* **ACTIVITY**: Would you copy the material below word for word, beginning with its first line and ending with the line that contains "rebuilt every step"?

..............................

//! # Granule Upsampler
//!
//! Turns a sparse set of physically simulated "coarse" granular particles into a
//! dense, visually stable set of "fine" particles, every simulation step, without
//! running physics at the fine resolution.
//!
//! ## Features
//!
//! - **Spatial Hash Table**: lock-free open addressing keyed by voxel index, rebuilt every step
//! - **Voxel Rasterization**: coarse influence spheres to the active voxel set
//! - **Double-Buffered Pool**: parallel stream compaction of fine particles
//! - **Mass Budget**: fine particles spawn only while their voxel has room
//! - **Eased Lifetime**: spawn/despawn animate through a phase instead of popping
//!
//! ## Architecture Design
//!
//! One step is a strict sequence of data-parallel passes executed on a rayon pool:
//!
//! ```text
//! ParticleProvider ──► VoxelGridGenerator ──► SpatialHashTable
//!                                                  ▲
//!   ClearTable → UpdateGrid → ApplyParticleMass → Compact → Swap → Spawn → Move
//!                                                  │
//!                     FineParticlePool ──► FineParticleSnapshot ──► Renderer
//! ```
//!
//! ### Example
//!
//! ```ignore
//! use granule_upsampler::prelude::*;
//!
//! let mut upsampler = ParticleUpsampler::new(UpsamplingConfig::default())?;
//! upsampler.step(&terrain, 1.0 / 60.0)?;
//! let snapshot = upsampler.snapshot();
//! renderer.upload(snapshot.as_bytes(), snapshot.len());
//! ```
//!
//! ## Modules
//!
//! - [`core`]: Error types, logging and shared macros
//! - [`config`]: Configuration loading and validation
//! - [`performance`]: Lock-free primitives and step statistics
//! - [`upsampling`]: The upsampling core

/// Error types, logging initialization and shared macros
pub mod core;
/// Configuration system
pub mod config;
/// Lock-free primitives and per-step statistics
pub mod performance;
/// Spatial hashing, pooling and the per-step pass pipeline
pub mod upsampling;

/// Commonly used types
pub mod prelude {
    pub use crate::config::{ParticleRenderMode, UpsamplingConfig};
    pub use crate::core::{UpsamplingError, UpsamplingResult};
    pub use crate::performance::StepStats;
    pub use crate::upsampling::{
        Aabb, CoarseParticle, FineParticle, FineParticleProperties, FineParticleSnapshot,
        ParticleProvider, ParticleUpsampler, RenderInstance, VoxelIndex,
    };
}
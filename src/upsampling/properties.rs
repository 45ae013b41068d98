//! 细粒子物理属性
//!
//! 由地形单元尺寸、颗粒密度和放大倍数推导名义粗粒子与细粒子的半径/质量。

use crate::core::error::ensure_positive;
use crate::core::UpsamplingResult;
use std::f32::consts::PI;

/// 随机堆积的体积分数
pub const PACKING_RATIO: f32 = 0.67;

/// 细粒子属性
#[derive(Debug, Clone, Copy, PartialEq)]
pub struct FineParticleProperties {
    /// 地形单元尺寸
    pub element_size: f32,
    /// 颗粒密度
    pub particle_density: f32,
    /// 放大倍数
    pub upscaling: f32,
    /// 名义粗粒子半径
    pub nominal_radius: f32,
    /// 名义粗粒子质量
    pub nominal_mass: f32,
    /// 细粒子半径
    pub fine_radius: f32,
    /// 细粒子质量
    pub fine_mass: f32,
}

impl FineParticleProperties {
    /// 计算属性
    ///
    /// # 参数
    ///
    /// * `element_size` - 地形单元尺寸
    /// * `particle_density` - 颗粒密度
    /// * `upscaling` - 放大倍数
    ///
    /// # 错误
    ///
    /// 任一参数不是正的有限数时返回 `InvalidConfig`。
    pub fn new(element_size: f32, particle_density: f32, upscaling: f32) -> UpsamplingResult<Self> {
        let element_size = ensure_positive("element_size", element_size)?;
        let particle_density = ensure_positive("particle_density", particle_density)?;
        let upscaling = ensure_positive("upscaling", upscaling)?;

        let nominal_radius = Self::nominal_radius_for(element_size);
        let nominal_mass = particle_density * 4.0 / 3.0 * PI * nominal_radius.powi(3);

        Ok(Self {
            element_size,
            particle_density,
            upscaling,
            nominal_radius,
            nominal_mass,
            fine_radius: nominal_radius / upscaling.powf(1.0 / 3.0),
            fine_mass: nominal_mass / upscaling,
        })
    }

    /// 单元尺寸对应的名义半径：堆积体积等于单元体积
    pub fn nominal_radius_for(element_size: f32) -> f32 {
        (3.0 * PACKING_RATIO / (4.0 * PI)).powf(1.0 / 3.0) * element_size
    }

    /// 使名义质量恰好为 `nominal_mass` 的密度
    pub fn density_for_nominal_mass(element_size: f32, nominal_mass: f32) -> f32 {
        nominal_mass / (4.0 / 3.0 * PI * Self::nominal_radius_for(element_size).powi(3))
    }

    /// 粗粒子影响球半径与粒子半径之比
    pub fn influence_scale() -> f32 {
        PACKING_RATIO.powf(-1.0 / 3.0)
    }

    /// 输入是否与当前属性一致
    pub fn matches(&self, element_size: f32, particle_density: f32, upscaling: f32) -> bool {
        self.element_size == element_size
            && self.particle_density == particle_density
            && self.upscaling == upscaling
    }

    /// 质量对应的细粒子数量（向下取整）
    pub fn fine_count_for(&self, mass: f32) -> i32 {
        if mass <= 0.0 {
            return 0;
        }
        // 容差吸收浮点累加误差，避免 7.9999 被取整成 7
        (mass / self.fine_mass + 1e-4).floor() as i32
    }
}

..............................

* **RESULT FOR THIS EXERCISE**:
//! # Granule Upsampler
//!
//! Turns a sparse set of physically simulated "coarse" granular particles into a
//! dense, visually stable set of "fine" particles, every simulation step, without
//! running physics at the fine resolution.
//!
//! ## Features
//!
//! - **Spatial Hash Table**: lock-free open addressing keyed by voxel index, rebuilt every step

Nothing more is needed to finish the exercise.